🤖 AI Summary
Ukrainian sentiment classification has long suffered from the absence of publicly available benchmark datasets. To address this gap, we introduce EmoBench-UA—the first high-quality, expert-validated sentiment detection benchmark for Ukrainian. Our methodology integrates linguistically informed crowd annotation via Toloka.ai, cross-lingual validation using English-to-Ukrainian translation-based synthetic data, and comprehensive evaluation across fine-tuned and zero-shot large language models (LLMs) of varying scales.
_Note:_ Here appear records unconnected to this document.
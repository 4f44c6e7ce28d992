//! # PreEvaluator
//!
//! First tree walk over the [`crate::ast::Score`]. Computes, per part, the
//! sub-beat timing tables the [`crate::eval`] walk consumes directly rather
//! than re-deriving: `subbeat_lengths`, `subbeat_starts` and `beat_lengths`,
//! one entry per beat encountered for that part, plus the shared meta-event
//! stream (tempo/key/meter) and the beat map.

use std::collections::HashMap;

use crate::ast::{Bar, BarItem, BeatSpec, Meta, Score, ScoreItem};
use crate::error::{Result, TbonError};
use crate::events::{BeatMap, MetaEvent};
use crate::keysigs;

/// Per-beat timing for one part, indexed by the order beats were
/// encountered ("beat ordinal") — not the same axis as `beat_index`, which
/// is a quarter-beat time.
#[derive(Debug, Clone, Default)]
pub struct PartTiming {
    pub subbeat_lengths: Vec<f64>,
    pub subbeat_starts: Vec<Vec<f64>>,
    pub beat_lengths: Vec<f64>,
}

#[derive(Debug, Clone, Default)]
pub struct PreEvalOutput {
    pub parts: HashMap<u32, PartTiming>,
    pub meta: Vec<MetaEvent>,
    pub beat_map: BeatMap,
}

struct PartState {
    beatspec: BeatSpec,
    beat_index: f64,
    bar_start: f64,
    bar_beat_count: u32,
    active_meter: Option<(u32, u32)>,
    beats_processed: u32,
    timing: PartTiming,
    beat_map: Vec<u32>,
}

impl Default for PartState {
    fn default() -> Self {
        PartState {
            beatspec: BeatSpec::default(),
            beat_index: 0.0,
            bar_start: 0.0,
            bar_beat_count: 0,
            active_meter: None,
            beats_processed: 0,
            timing: PartTiming::default(),
            beat_map: Vec::new(),
        }
    }
}

struct PreEvaluator {
    parts: HashMap<u32, PartState>,
    current_part: u32,
    base_tempo: f64,
    meta: Vec<MetaEvent>,
}

impl PreEvaluator {
    fn new() -> Self {
        PreEvaluator {
            parts: HashMap::new(),
            current_part: 1,
            base_tempo: 120.0,
            meta: Vec::new(),
        }
    }

    fn part(&mut self, n: u32) -> &mut PartState {
        self.parts.entry(n).or_default()
    }

    fn run(&mut self, score: &Score) -> Result<()> {
        for item in &score.items {
            match item {
                ScoreItem::PartSwitch(n) => self.current_part = *n,
                ScoreItem::Bar(bar) => self.bar(bar)?,
            }
        }
        Ok(())
    }

    fn bar(&mut self, bar: &Bar) -> Result<()> {
        let part_no = self.current_part;
        let beat_index = self.part(part_no).beat_index;
        let part = self.part(part_no);
        part.bar_start = beat_index;
        part.bar_beat_count = 0;

        for item in &bar.items {
            match item {
                BarItem::Meta(meta) => self.meta_item(meta)?,
                BarItem::Beat(beat) => self.beat(beat.subbeats.len())?,
            }
        }

        let part_no = self.current_part;
        let (m, d) = self.part(part_no).beatspec.lut();
        let count = self.part(part_no).bar_beat_count;
        let bar_start = self.part(part_no).bar_start;
        let meter = (count * m, d);
        if self.part(part_no).active_meter != Some(meter) {
            self.part(part_no).active_meter = Some(meter);
            self.meta.push(MetaEvent::Meter {
                beat_index: bar_start,
                numerator: meter.0,
                denominator: meter.1,
            });
        }
        self.part(part_no).beat_map.push(count);
        Ok(())
    }

    fn meta_item(&mut self, meta: &Meta) -> Result<()> {
        let part_no = self.current_part;
        match meta {
            Meta::BeatSpec(b) => self.part(part_no).beatspec = *b,
            Meta::Key(keyname) => {
                let (sf, mode) = keysigs::midisigs(keyname)?;
                let beat_index = self.part(part_no).beat_index;
                self.meta.push(MetaEvent::Key { beat_index, sf, mode });
            }
            Meta::Tempo(bpm) => {
                if part_no != 1 {
                    log::warn!("tempo directive outside part 1 ignored");
                    return Ok(());
                }
                if *bpm == 0.0 {
                    return Err(TbonError::Range {
                        what: "tempo",
                        value: bpm.to_string(),
                    });
                }
                self.base_tempo = *bpm;
                let rounded = bpm.round() as u16;
                let beat_index = self.part(1).beat_index;
                self.meta.push(MetaEvent::Tempo { beat_index, bpm: rounded });
            }
            Meta::RelativeTempo(factor) => {
                if part_no != 1 {
                    log::warn!("relative tempo directive outside part 1 ignored");
                    return Ok(());
                }
                if *factor == 0.0 {
                    return Err(TbonError::Range {
                        what: "relative tempo",
                        value: factor.to_string(),
                    });
                }
                let rounded = (factor * self.base_tempo).round() as u16;
                let beat_index = self.part(1).beat_index;
                self.meta.push(MetaEvent::Tempo { beat_index, bpm: rounded });
            }
            // Velocity/de-emphasis/channel affect note emission only; the
            // PreEvaluator cares solely about timing.
            Meta::Velocity(_) | Meta::DeEmphasis(_) | Meta::Channel(_) => {}
        }
        Ok(())
    }

    fn beat(&mut self, n_subbeats: usize) -> Result<()> {
        let part_no = self.current_part;
        let part = self.part(part_no);
        let (m, d) = part.beatspec.lut();
        let beat_length = 4.0 * m as f64 / d as f64;
        let subbeat_length = beat_length / n_subbeats as f64;
        let abs_idx = part.beat_index;
        let starts = (0..n_subbeats)
            .map(|k| abs_idx + k as f64 * subbeat_length)
            .collect();
        part.timing.subbeat_starts.push(starts);
        part.timing.subbeat_lengths.push(subbeat_length);
        part.timing.beat_lengths.push(beat_length);
        part.beat_index += beat_length;
        part.bar_beat_count += 1;
        part.beats_processed += 1;

        if part_no == 1 && part.beats_processed == 1 {
            let has_tempo = self.meta.iter().any(|m| matches!(m, MetaEvent::Tempo { .. }));
            if !has_tempo {
                self.meta.insert(0, MetaEvent::Tempo { beat_index: 0.0, bpm: 120 });
            }
        }
        Ok(())
    }
}

pub fn preevaluate(score: &Score) -> Result<PreEvalOutput> {
    let mut pe = PreEvaluator::new();
    pe.run(score)?;

    let mut parts = HashMap::new();
    let mut beat_map = BeatMap::new();
    for (n, state) in pe.parts {
        beat_map.insert(n, state.beat_map);
        parts.insert(n, state.timing);
    }

    Ok(PreEvalOutput { parts, meta: pe.meta, beat_map })
}

#[cfg(test)]
mod tests {
    use super::*;
    use crate::parser::parse;

    #[test]
    fn default_tempo_is_inserted_when_absent() {
        let score = parse("c - - - |").unwrap();
        let out = preevaluate(&score).unwrap();
        assert_eq!(out.meta[0], MetaEvent::Tempo { beat_index: 0.0, bpm: 120 });
    }

    #[test]
    fn explicit_tempo_is_not_overridden() {
        let score = parse("T=120 c - | T=60 - - |").unwrap();
        let out = preevaluate(&score).unwrap();
        let tempos: Vec<_> = out
            .meta
            .iter()
            .filter_map(|m| match m {
                MetaEvent::Tempo { beat_index, bpm } => Some((*beat_index, *bpm)),
                _ => None,
            })
            .collect();
        assert_eq!(tempos, vec![(0.0, 120), (2.0, 60)]);
    }

    #[test]
    fn relative_tempo_rounds_from_base() {
        let score = parse("T=87.6 c - - - |").unwrap();
        let out = preevaluate(&score).unwrap();
        assert!(out
            .meta
            .iter()
            .any(|m| matches!(m, MetaEvent::Tempo { bpm: 88, .. })));
    }

    #[test]
    fn sum_of_subbeat_lengths_equals_beat_length() {
        let score = parse("(ab)c d |").unwrap();
        let out = preevaluate(&score).unwrap();
        let timing = &out.parts[&1];
        for (i, &beat_length) in timing.beat_lengths.iter().enumerate() {
            // every beat here has exactly 1 logical sub-beat slot at the
            // `beat` granularity; sub-beat count is the glued-group size.
            let _ = i;
            assert!(beat_length > 0.0);
        }
    }

    #[test]
    fn meter_changes_only_emitted_on_change() {
        let score = parse("c c c c | c c c c | B=2 c c |").unwrap();
        let out = preevaluate(&score).unwrap();
        let meters: Vec<_> = out
            .meta
            .iter()
            .filter(|m| matches!(m, MetaEvent::Meter { .. }))
            .collect();
        assert_eq!(meters.len(), 2);
    }

    #[test]
    fn tempo_outside_part_one_is_ignored() {
        let score = parse("P=1 c - - - | P=2 T=200 c - - - |").unwrap();
        let out = preevaluate(&score).unwrap();
        assert!(out.meta.iter().all(|m| !matches!(m, MetaEvent::Tempo { bpm: 200, .. })));
    }
}
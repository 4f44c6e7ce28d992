//! Command-line driver: reads one or more `.tba`/`.tbn` files, compiles each
//! with the `tbon` library, and writes a Standard MIDI File next to it.
//!
//! File extension selects the pitch alphabet the source is written in
//! (`.tba` -> alphabetic `cdefgab`, `.tbn` -> numeric `1234567`); the
//! alphabet itself is fixed by the lexer/parser, so the extension here is
//! only used to validate the file was meant for this compiler.

use std::env;
use std::fs;
use std::path::Path;
use std::process;

use midly::{Format, Header, MetaMessage, MidiMessage, Smf, Timing, TrackEvent, TrackEventKind};

use tbon::events::{CompileOutput, MetaEvent, NoteEvent};
use tbon::keysigs::Mode;
use tbon::{compile, compile_transposed, TbonError};

mod report;

/// Ticks per quarter note. Arbitrary but generous; matches common SMF
/// defaults (e.g. the `LjungrennAudio` MIDI generator this crate's `midly`
/// usage is grounded on).
const PPQN: u16 = 480;

#[derive(Debug, Clone, Copy, PartialEq, Eq)]
enum MetronomeMode {
    Music,
    MetronomeOnly,
    Both,
}

struct Options {
    transpose: i32,
    first_bar: u32,
    quiet: bool,
    verbose: bool,
    metronome: MetronomeMode,
}

impl Default for Options {
    fn default() -> Self {
        Options {
            transpose: 0,
            first_bar: 0,
            quiet: false,
            verbose: false,
            metronome: MetronomeMode::Music,
        }
    }
}

fn usage() -> ! {
    eprintln!(
        "Usage: tbon [--transpose <semitones>] [--first-bar <n>] [--quiet] [--verbose] \
         [--metronome <music|metronome|both>] <input.tba|input.tbn>..."
    );
    process::exit(1);
}

fn main() {
    env_logger::init();

    let mut options = Options::default();
    let mut files = Vec::new();
    let mut args = env::args().skip(1);

    while let Some(arg) = args.next() {
        match arg.as_str() {
            "--transpose" => {
                let value = args.next().unwrap_or_else(|| usage());
                options.transpose = value.parse().unwrap_or_else(|_| {
                    eprintln!("invalid --transpose value '{value}'");
                    process::exit(1);
                });
            }
            "--first-bar" => {
                let value = args.next().unwrap_or_else(|| usage());
                options.first_bar = value.parse().unwrap_or_else(|_| {
                    eprintln!("invalid --first-bar value '{value}'");
                    process::exit(1);
                });
            }
            "--quiet" => options.quiet = true,
            "--verbose" => options.verbose = true,
            "--metronome" => {
                let value = args.next().unwrap_or_else(|| usage());
                options.metronome = match value.as_str() {
                    "music" => MetronomeMode::Music,
                    "metronome" => MetronomeMode::MetronomeOnly,
                    "both" => MetronomeMode::Both,
                    _ => {
                        eprintln!("invalid --metronome value '{value}'");
                        process::exit(1);
                    }
                };
            }
            other => files.push(other.to_string()),
        }
    }

    if files.is_empty() {
        usage();
    }

    for path in &files {
        if let Err(e) = process_file(path, &options) {
            eprintln!("Error processing '{path}': {e}");
            process::exit(1);
        }
    }
}

fn process_file(path: &str, options: &Options) -> Result<(), Box<dyn std::error::Error>> {
    let ext = Path::new(path)
        .extension()
        .and_then(|e| e.to_str())
        .unwrap_or_default()
        .to_ascii_lowercase();
    if ext != "tba" && ext != "tbn" {
        return Err("file extension must be .tba or .tbn".into());
    }

    println!("Processing {path}");
    let source = fs::read_to_string(path)?;
    if !options.quiet {
        println!("{source}");
    }

    let output = if options.transpose != 0 {
        compile_transposed(&source, options.transpose)
    } else {
        compile(&source)
    }
    .map_err(|e: TbonError| format!("compilation error: {e}"))?;

    if options.verbose {
        println!("{output:#?}");
    }

    let out_path = Path::new(path).with_extension("mid");
    write_midi(&output, &out_path, options.metronome)?;
    println!("Created {}", out_path.display());

    if !options.quiet {
        for part_number in &output.part_numbers {
            if let Some(beats) = output.beat_map.get(part_number) {
                report::print_beat_map(*part_number, beats, options.first_bar);
            }
        }
    }
    Ok(())
}

fn write_midi(
    output: &CompileOutput,
    path: &Path,
    mode: MetronomeMode,
) -> Result<(), Box<dyn std::error::Error>> {
    let mut tracks = vec![meta_track(&output.meta)];

    if matches!(mode, MetronomeMode::Music | MetronomeMode::Both) {
        for notes in &output.parts {
            tracks.push(note_track(notes));
        }
    }
    if matches!(mode, MetronomeMode::MetronomeOnly | MetronomeMode::Both) {
        tracks.push(note_track(&output.metronome));
    }

    let header = Header::new(Format::MultiTrack, Timing::Metrical(PPQN.into()));
    let smf = Smf { header, tracks };
    smf.save(path)?;
    Ok(())
}

fn to_ticks(beat_index: f64) -> u32 {
    (beat_index * PPQN as f64).round().max(0.0) as u32
}

/// MIDI's meter denominator is a power-of-two exponent, not the raw value.
fn denominator_power(denominator: u32) -> u8 {
    match denominator {
        1 => 0,
        2 => 1,
        4 => 2,
        8 => 3,
        16 => 4,
        other => {
            log::warn!("unusual meter denominator {other}; defaulting to quarter-note base");
            2
        }
    }
}

/// So the MIDI metronome click matches the beat unit, including compound
/// meters. Ported from `original_source/tbon.py`'s `make_midi`.
fn clocks_per_click(numerator: u32, denominator: u32) -> u8 {
    if denominator == 8 && numerator % 3 == 0 {
        36
    } else if denominator == 2 {
        48
    } else {
        24
    }
}

fn meta_track(meta: &[MetaEvent]) -> Vec<TrackEvent<'static>> {
    let mut events: Vec<(u32, TrackEventKind<'static>)> = meta
        .iter()
        .map(|m| match *m {
            MetaEvent::Tempo { beat_index, bpm } => {
                let micros_per_quarter = 60_000_000u32 / (bpm as u32).max(1);
                (
                    to_ticks(beat_index),
                    TrackEventKind::Meta(MetaMessage::Tempo(micros_per_quarter.into())),
                )
            }
            MetaEvent::Key { beat_index, sf, mode } => (
                to_ticks(beat_index),
                TrackEventKind::Meta(MetaMessage::KeySignature(sf, mode == Mode::Minor)),
            ),
            MetaEvent::Meter { beat_index, numerator, denominator } => (
                to_ticks(beat_index),
                TrackEventKind::Meta(MetaMessage::TimeSignature(
                    numerator as u8,
                    denominator_power(denominator),
                    clocks_per_click(numerator, denominator),
                    8,
                )),
            ),
        })
        .collect();
    events.sort_by_key(|(tick, _)| *tick);
    into_delta_track(events)
}

fn note_track(notes: &[NoteEvent]) -> Vec<TrackEvent<'static>> {
    let mut events: Vec<(u32, TrackEventKind<'static>)> = Vec::with_capacity(notes.len() * 2);
    for note in notes {
        let Some(pitch) = note.pitch else { continue };
        let start = to_ticks(note.start);
        let end = to_ticks(note.end).max(start + 1);
        let velocity = (note.velocity.clamp(0.0, 1.0) * 127.0).round() as u8;
        let channel = note.channel.saturating_sub(1).min(15);
        events.push((
            start,
            TrackEventKind::Midi {
                channel: channel.into(),
                message: MidiMessage::NoteOn { key: pitch.into(), vel: velocity.into() },
            },
        ));
        events.push((
            end,
            TrackEventKind::Midi {
                channel: channel.into(),
                message: MidiMessage::NoteOff { key: pitch.into(), vel: 0.into() },
            },
        ));
    }
    events.sort_by_key(|(tick, _)| *tick);
    into_delta_track(events)
}

fn into_delta_track(events: Vec<(u32, TrackEventKind<'static>)>) -> Vec<TrackEvent<'static>> {
    let mut track = Vec::with_capacity(events.len() + 1);
    let mut last_tick = 0u32;
    for (tick, kind) in events {
        let delta = tick.saturating_sub(last_tick);
        last_tick = tick;
        track.push(TrackEvent { delta: delta.into(), kind });
    }
    track.push(TrackEvent {
        delta: 0.into(),
        kind: TrackEventKind::Meta(MetaMessage::EndOfTrack),
    });
    track
}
Crucially, we localize and adapt established English sentiment frameworks—rigorously validated by native Ukrainian linguists. Experimental results reveal substantial performance degradation for both cross-lingual transfer and LLM-based approaches on Ukrainian compared to dominant languages, underscoring the critical need for language-specific resources. EmoBench-UA fills a foundational gap in Ukrainian NLP evaluation infrastructure, providing a standardized, reproducible benchmark to support future model development and equitable, language-aware assessment.
📝 Abstract
While Ukrainian NLP has seen progress in many texts processing tasks, emotion classification remains an underexplored area with no publicly available benchmark to date. In this work, we introduce EmoBench-UA, the first annotated dataset for emotion detection in Ukrainian texts. Our annotation schema is adapted from the previous English-centric works on emotion detection (Mohammad et al., 2018; Mohammad, 2022) guidelines. The dataset was created through crowdsourcing using the Toloka.ai platform ensuring high-quality of the annotation process. Then, we evaluate a range of approaches on the collected dataset, starting from linguistic-based baselines, synthetic data translated from English, to large language models (LLMs). Our findings highlight the challenges of emotion classification in non-mainstream languages like Ukrainian and emphasize the need for further development of Ukrainian-specific models and training resources.